**Assigned task**:
Each line from the beginning of the entries below through the line that includes "impl OrderRepository for" must be returned exactly as given.
Data extract START
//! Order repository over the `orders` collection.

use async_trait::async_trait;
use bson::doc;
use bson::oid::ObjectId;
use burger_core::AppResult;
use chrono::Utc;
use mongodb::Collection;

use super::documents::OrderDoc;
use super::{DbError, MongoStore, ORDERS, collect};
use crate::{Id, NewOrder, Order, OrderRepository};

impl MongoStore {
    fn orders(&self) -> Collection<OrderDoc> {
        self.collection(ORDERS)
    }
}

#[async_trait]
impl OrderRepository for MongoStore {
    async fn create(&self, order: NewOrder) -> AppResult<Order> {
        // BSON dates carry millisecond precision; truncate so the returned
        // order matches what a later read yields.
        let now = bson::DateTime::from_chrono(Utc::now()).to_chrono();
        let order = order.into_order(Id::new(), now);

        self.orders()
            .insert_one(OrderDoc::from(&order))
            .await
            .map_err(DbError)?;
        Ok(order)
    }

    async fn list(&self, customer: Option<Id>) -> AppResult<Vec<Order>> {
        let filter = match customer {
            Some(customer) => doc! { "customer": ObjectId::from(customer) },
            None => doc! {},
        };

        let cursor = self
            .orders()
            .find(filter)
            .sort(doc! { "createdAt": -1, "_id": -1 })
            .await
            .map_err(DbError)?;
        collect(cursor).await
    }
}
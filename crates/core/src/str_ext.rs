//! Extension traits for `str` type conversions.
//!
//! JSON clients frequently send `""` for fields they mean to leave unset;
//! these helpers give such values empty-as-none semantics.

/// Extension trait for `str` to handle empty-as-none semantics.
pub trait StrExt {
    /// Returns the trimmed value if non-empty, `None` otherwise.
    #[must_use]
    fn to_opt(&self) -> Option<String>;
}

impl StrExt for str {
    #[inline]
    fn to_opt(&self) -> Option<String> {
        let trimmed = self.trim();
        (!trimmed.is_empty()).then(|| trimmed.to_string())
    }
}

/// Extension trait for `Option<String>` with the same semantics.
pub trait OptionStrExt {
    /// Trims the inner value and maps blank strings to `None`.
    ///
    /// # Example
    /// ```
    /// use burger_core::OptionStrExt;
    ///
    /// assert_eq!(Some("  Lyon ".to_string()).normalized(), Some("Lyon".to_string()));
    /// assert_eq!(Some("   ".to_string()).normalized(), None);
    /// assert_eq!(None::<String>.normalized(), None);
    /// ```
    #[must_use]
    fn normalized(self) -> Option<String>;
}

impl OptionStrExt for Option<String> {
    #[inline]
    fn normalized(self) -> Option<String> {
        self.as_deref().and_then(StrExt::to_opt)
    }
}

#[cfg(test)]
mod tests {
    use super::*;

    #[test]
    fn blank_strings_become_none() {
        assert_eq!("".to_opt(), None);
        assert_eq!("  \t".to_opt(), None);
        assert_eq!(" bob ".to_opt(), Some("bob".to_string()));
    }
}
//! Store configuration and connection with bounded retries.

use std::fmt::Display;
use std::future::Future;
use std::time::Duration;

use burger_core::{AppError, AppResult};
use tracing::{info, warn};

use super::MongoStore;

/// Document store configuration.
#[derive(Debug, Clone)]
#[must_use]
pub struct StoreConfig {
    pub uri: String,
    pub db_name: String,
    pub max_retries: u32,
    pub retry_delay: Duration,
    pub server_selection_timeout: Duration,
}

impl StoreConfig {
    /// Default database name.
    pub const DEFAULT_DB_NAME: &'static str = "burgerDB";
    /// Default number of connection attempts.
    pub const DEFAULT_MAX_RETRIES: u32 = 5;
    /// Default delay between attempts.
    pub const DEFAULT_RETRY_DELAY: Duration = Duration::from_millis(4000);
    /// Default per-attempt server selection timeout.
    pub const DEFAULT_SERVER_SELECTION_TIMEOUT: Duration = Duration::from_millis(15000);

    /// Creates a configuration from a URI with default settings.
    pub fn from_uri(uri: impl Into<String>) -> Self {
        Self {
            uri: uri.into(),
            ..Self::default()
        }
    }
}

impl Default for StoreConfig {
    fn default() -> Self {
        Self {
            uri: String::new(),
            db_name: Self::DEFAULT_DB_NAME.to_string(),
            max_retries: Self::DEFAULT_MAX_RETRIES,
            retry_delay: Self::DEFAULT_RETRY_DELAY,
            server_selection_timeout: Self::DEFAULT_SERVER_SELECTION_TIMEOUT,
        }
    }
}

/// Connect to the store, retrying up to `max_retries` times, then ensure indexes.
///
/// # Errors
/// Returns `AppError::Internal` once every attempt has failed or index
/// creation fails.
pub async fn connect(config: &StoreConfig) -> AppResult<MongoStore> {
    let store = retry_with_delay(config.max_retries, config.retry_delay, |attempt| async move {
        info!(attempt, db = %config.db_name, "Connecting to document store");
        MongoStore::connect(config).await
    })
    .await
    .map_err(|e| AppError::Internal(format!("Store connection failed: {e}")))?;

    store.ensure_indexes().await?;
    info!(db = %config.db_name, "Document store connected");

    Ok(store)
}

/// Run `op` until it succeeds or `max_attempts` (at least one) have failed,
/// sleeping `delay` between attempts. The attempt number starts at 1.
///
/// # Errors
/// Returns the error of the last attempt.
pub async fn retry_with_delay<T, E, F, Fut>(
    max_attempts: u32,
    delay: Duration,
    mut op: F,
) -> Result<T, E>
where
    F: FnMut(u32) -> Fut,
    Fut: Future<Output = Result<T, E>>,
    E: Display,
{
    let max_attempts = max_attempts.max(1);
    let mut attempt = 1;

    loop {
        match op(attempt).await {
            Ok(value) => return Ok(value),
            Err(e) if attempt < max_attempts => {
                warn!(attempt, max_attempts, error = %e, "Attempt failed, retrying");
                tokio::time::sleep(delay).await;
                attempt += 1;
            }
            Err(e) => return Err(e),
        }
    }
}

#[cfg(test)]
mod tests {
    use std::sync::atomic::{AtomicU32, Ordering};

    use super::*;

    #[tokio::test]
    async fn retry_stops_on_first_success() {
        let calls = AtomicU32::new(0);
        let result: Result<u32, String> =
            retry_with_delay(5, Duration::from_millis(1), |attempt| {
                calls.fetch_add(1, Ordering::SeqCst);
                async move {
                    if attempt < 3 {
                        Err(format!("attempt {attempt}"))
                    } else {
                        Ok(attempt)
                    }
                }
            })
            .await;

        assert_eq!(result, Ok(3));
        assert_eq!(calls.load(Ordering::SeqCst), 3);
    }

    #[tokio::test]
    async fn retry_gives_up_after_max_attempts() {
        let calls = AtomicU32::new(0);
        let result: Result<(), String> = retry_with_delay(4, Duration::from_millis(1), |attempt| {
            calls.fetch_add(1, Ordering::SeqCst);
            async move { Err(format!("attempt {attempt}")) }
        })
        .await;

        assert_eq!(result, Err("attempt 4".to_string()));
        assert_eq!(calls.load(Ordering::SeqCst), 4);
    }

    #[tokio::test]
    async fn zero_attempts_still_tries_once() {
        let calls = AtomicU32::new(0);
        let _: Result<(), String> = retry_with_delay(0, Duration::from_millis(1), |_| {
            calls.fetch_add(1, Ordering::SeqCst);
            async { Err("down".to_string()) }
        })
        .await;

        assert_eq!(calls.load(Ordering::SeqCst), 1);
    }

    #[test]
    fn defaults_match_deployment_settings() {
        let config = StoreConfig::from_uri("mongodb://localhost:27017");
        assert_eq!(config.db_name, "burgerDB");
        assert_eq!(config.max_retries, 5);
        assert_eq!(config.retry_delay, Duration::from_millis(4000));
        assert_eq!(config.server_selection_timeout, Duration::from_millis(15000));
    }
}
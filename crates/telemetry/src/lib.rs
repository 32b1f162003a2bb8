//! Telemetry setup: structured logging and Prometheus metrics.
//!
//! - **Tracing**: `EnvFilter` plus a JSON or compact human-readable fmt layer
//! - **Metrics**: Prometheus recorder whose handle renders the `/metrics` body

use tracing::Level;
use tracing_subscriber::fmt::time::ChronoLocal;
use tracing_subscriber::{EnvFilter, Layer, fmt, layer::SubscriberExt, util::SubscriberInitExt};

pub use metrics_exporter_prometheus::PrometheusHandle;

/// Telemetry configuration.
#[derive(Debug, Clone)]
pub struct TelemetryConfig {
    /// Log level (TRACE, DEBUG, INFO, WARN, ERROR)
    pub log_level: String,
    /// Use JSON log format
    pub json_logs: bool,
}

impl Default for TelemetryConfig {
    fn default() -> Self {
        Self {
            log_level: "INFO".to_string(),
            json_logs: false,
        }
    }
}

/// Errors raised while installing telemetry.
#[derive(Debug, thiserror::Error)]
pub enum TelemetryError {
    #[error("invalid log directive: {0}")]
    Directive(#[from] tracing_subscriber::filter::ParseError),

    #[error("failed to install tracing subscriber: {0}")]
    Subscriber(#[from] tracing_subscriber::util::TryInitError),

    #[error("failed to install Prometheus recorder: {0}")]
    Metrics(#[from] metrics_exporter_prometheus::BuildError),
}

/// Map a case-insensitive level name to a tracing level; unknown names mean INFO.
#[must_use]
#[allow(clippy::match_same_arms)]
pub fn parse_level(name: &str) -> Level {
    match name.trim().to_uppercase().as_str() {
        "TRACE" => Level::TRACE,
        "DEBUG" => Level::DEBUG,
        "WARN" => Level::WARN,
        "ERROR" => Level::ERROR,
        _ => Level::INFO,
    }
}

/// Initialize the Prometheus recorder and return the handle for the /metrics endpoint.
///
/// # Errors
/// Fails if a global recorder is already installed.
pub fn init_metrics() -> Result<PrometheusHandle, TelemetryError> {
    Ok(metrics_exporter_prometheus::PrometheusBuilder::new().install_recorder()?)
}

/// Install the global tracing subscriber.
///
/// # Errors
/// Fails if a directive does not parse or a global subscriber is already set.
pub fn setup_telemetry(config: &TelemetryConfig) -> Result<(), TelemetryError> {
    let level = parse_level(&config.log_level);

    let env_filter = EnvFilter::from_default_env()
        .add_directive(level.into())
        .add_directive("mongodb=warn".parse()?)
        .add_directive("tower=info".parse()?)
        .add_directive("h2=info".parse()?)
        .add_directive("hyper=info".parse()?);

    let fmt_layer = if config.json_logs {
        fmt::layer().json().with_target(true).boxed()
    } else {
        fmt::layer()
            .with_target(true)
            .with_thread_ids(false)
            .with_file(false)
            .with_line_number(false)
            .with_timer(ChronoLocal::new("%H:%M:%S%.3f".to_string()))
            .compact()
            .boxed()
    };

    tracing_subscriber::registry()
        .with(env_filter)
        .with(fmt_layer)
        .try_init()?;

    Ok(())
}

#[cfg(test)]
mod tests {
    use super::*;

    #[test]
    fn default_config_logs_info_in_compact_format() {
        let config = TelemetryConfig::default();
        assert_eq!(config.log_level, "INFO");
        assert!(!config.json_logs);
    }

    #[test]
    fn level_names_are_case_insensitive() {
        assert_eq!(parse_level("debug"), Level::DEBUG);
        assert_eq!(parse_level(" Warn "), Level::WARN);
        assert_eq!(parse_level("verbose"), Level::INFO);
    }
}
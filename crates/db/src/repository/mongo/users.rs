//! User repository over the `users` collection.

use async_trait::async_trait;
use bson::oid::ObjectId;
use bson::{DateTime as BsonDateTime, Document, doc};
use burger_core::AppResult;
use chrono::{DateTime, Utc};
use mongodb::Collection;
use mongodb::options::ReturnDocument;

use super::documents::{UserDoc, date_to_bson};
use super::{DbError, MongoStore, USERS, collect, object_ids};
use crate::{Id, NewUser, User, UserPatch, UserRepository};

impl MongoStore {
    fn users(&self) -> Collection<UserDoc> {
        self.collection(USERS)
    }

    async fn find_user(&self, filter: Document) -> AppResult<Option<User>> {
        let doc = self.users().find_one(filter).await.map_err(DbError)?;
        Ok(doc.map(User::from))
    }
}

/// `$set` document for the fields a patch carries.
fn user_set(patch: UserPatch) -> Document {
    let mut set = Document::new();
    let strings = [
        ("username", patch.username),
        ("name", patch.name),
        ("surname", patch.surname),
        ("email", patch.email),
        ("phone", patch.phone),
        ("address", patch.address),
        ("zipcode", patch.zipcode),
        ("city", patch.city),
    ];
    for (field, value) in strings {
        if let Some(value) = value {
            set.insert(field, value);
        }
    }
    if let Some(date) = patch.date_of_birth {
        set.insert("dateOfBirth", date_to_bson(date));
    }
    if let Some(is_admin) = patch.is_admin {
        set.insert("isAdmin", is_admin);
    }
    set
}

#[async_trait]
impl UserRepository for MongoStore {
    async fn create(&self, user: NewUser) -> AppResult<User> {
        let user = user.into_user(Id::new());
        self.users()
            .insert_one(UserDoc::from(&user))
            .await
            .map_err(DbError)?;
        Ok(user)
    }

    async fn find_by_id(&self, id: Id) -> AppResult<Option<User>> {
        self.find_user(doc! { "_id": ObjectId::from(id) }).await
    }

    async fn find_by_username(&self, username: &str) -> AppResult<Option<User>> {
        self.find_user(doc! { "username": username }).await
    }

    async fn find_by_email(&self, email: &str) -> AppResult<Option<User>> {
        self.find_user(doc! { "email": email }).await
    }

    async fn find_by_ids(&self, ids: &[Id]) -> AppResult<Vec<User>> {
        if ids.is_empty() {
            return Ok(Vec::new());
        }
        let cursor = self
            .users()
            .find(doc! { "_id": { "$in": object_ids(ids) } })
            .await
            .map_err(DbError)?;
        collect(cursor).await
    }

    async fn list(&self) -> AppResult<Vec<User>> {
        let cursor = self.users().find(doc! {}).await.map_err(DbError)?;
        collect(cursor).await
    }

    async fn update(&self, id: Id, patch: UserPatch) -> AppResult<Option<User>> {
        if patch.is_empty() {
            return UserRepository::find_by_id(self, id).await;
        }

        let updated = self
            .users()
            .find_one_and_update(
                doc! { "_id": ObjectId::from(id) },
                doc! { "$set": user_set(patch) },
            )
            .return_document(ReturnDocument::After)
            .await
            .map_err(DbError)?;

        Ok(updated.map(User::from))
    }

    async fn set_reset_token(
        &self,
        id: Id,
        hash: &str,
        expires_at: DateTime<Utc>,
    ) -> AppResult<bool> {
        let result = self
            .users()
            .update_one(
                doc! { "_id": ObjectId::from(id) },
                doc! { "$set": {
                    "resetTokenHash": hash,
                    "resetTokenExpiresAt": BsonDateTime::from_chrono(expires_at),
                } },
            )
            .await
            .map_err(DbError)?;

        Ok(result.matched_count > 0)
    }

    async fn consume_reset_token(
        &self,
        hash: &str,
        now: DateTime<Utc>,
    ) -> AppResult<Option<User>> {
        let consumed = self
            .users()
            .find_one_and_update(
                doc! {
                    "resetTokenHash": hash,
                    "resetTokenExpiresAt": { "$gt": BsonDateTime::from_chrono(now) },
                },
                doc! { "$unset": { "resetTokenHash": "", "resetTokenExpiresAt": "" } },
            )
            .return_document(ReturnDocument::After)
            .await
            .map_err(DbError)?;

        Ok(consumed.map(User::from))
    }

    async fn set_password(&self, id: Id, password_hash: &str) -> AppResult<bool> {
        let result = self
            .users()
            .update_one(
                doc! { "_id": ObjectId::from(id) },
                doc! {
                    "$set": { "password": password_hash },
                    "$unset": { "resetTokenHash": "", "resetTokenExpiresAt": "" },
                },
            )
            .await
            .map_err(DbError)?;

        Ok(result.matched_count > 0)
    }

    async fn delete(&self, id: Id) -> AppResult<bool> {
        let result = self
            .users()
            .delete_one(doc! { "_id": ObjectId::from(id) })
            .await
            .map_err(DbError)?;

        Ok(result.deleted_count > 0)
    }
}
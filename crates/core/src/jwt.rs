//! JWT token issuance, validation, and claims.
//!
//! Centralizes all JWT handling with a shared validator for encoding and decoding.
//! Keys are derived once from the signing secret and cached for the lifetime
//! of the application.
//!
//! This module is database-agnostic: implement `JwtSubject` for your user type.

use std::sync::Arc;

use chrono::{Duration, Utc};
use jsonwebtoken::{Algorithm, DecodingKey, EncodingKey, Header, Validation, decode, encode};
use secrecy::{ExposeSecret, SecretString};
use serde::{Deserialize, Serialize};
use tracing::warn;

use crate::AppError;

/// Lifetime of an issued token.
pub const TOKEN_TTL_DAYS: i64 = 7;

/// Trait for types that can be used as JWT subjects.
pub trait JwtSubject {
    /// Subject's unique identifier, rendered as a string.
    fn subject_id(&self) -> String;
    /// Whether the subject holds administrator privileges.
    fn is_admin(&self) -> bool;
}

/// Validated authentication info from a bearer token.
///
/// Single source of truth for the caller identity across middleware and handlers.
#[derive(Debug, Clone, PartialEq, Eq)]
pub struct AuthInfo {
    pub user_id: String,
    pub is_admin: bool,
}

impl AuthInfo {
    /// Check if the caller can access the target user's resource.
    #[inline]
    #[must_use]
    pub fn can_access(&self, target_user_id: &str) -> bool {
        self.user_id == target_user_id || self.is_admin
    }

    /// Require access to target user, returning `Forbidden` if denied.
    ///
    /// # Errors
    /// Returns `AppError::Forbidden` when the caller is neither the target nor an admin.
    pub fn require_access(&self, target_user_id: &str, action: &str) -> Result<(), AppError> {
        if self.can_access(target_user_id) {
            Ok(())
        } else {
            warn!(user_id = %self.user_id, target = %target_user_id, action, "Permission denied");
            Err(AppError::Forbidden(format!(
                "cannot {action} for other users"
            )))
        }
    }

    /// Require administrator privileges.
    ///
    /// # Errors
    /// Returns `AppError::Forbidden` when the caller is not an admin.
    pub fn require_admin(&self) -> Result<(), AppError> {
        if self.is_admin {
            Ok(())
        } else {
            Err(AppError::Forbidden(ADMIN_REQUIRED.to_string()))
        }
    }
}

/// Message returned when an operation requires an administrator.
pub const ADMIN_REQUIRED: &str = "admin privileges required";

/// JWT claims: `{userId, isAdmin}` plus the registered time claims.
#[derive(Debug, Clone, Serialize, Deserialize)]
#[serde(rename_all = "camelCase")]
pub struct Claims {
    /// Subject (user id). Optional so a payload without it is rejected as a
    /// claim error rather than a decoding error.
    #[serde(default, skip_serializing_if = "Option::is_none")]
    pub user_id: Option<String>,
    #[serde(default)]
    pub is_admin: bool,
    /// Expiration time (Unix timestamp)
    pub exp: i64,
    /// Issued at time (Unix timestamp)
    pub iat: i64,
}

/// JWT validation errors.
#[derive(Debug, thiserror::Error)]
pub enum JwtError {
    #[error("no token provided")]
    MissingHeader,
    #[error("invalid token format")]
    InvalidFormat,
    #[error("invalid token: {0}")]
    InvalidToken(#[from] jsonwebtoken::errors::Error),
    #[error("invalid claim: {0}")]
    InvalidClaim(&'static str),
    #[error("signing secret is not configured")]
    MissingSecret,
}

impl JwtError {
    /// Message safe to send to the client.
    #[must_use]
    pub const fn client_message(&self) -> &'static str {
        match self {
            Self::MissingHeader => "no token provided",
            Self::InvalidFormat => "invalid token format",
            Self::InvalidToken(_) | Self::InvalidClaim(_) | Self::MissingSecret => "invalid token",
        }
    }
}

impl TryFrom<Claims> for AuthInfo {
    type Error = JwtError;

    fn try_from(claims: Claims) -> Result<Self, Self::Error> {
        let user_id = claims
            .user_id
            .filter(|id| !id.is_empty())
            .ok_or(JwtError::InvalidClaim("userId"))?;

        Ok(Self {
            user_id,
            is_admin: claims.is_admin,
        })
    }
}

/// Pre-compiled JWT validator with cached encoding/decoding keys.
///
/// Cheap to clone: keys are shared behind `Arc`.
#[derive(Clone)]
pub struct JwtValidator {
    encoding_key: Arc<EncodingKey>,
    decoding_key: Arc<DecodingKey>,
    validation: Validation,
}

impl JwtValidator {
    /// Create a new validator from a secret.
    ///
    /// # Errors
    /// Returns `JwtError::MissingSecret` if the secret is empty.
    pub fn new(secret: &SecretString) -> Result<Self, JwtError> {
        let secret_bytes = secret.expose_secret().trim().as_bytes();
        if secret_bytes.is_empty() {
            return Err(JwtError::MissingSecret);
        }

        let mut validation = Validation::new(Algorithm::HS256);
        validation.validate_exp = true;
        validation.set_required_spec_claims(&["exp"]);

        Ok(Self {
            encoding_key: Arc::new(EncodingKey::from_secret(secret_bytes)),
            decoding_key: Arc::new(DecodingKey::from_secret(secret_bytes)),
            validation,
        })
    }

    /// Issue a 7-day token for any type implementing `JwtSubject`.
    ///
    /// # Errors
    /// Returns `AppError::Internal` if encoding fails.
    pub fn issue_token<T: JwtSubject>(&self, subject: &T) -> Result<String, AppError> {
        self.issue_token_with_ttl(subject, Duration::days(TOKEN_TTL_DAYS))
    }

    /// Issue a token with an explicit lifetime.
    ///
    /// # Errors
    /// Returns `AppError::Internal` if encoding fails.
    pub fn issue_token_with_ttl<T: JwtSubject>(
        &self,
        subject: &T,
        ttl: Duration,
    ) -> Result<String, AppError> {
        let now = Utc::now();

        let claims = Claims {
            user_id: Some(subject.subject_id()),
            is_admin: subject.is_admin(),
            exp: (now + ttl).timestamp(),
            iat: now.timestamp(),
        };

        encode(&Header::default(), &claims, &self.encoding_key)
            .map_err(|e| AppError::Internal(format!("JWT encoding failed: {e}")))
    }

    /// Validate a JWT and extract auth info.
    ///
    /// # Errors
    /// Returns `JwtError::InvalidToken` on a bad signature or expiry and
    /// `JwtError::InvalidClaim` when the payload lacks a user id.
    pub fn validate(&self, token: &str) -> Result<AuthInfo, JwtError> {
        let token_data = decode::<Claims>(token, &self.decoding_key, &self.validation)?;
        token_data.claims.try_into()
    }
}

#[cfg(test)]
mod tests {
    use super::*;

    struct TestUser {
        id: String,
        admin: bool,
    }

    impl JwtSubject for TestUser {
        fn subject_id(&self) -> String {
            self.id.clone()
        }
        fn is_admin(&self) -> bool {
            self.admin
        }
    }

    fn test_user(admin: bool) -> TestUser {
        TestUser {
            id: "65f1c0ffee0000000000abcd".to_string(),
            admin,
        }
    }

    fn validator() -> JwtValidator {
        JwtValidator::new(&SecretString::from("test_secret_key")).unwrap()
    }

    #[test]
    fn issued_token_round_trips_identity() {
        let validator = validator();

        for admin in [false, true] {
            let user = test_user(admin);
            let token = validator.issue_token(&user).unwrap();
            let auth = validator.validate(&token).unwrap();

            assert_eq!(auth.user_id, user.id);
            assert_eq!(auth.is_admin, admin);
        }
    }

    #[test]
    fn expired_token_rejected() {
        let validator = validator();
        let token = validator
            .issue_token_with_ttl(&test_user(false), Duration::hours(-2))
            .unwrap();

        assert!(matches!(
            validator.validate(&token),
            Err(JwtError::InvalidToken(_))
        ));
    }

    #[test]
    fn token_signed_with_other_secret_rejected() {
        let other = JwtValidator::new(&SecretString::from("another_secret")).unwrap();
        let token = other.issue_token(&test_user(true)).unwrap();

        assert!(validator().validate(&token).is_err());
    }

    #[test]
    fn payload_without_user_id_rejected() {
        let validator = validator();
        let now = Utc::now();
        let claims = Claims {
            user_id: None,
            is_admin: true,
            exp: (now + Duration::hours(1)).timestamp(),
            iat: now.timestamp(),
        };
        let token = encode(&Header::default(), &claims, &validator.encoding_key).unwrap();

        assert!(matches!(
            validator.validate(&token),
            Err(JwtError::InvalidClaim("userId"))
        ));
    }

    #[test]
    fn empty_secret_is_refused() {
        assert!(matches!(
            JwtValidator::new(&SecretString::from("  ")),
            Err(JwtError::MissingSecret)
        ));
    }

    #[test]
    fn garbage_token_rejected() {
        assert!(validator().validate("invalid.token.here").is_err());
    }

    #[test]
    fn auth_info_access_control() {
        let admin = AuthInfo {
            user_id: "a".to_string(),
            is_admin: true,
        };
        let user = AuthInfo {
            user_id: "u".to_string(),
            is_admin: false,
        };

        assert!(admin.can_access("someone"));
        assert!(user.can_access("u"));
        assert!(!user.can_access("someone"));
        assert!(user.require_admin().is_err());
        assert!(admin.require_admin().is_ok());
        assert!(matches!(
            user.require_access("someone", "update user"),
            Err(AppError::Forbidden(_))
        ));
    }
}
Data extract END
**Your solution**:
//! Order repository over the `orders` collection.

use async_trait::async_trait;
use bson::doc;
use bson::oid::ObjectId;
use burger_core::AppResult;
use chrono::Utc;
use mongodb::Collection;

use super::documents::OrderDoc;
use super::{DbError, MongoStore, ORDERS, collect};
use crate::{Id, NewOrder, Order, OrderRepository};

impl MongoStore {
    fn orders(&self) -> Collection<OrderDoc> {
        self.collection(ORDERS)
    }
}

#[async_trait]
impl OrderRepository for MongoStore {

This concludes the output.